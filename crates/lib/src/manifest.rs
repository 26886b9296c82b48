//! Multi-node image merging.
//!
//! When one target is built on several nodes, each node pushes its image by
//! digest only. The per-node descriptors are then combined into a single OCI
//! image index, which is pushed under every requested tag.

use std::collections::{BTreeMap, BTreeSet};

use async_trait::async_trait;
use base64::Engine;
use base64::engine::general_purpose::STANDARD as BASE64;
use serde::{Deserialize, Serialize};
use thiserror::Error;

use crate::backend::SolveResponse;
use crate::consts::EXPORTER_IMAGE_DESCRIPTOR;
use crate::platform::Platform;
use crate::util::hash::sha256_digest;

pub const MEDIA_TYPE_OCI_INDEX: &str = "application/vnd.oci.image.index.v1+json";
pub const MEDIA_TYPE_OCI_MANIFEST: &str = "application/vnd.oci.image.manifest.v1+json";

#[derive(Debug, Error)]
pub enum ManifestError {
  #[error("node {node} did not return an image descriptor")]
  MissingDescriptor { node: String },

  #[error("invalid image descriptor: {0}")]
  InvalidDescriptor(String),

  #[error("failed to encode image index: {0}")]
  Encode(#[from] serde_json::Error),
}

#[derive(Debug, Clone, PartialEq, Eq, Error)]
pub enum RegistryError {
  #[error("failed to push {name}: {message}")]
  Push { name: String, message: String },
}

/// An OCI content descriptor.
#[derive(Debug, Clone, PartialEq, Eq, Serialize, Deserialize)]
#[serde(rename_all = "camelCase")]
pub struct Descriptor {
  pub media_type: String,
  pub digest: String,
  pub size: u64,
  #[serde(default, skip_serializing_if = "Option::is_none")]
  pub platform: Option<Platform>,
  #[serde(default, skip_serializing_if = "BTreeMap::is_empty")]
  pub annotations: BTreeMap<String, String>,
}

/// An OCI image index.
#[derive(Debug, Clone, PartialEq, Eq, Serialize, Deserialize)]
#[serde(rename_all = "camelCase")]
pub struct ImageIndex {
  pub schema_version: u32,
  pub media_type: String,
  pub manifests: Vec<Descriptor>,
}

/// Combine per-node descriptors into one index.
///
/// Descriptors with the same digest are listed once, in first-seen order.
/// Returns the encoded index and its descriptor.
pub fn combine(descriptors: &[Descriptor]) -> Result<(Vec<u8>, Descriptor), ManifestError> {
  let mut seen = BTreeSet::new();
  let manifests: Vec<Descriptor> = descriptors
    .iter()
    .filter(|d| seen.insert(d.digest.clone()))
    .cloned()
    .collect();

  let index = ImageIndex {
    schema_version: 2,
    media_type: MEDIA_TYPE_OCI_INDEX.to_string(),
    manifests,
  };
  let bytes = serde_json::to_vec(&index)?;
  let descriptor = Descriptor {
    media_type: MEDIA_TYPE_OCI_INDEX.to_string(),
    digest: sha256_digest(&bytes),
    size: bytes.len() as u64,
    platform: None,
    annotations: BTreeMap::new(),
  };
  Ok((bytes, descriptor))
}

/// Decode the image descriptor an exporter reported.
pub fn descriptor_from_response(node: &str, response: &SolveResponse) -> Result<Descriptor, ManifestError> {
  let encoded = response
    .exporter_response
    .get(EXPORTER_IMAGE_DESCRIPTOR)
    .ok_or_else(|| ManifestError::MissingDescriptor { node: node.to_string() })?;
  let raw = BASE64
    .decode(encoded)
    .map_err(|e| ManifestError::InvalidDescriptor(e.to_string()))?;
  serde_json::from_slice(&raw).map_err(|e| ManifestError::InvalidDescriptor(e.to_string()))
}

pub fn encode_descriptor(descriptor: &Descriptor) -> Result<String, ManifestError> {
  Ok(BASE64.encode(serde_json::to_vec(descriptor)?))
}

/// Strip the tag and digest from an image reference.
pub fn repository(name: &str) -> &str {
  let name = name.split('@').next().unwrap_or(name);
  match name.rfind(':') {
    // A colon before the last slash belongs to a registry port.
    Some(colon) if !name[colon..].contains('/') => &name[..colon],
    _ => name,
  }
}

/// Repository names for a comma separated name list, deduplicated.
pub fn repository_names(names: &str) -> Vec<String> {
  let mut seen = BTreeSet::new();
  names
    .split(',')
    .map(str::trim)
    .filter(|n| !n.is_empty())
    .map(repository)
    .filter(|r| seen.insert(r.to_string()))
    .map(str::to_string)
    .collect()
}

/// Where merged indexes are pushed.
#[async_trait]
pub trait ImageRegistry: Send + Sync {
  async fn push(&self, name: &str, descriptor: &Descriptor, manifest: &[u8], insecure: bool) -> Result<(), RegistryError>;
}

┄┄┄┄┄┄

**WHAT IS NEEDED:**
Check each line of the entries above for the string "bytes", and return those that contain it.

**EXERCISE ANSWER:**
  let bytes = serde_json::to_vec(&index)?;
    digest: sha256_digest(&bytes),
    size: bytes.len() as u64,
  Ok((bytes, descriptor))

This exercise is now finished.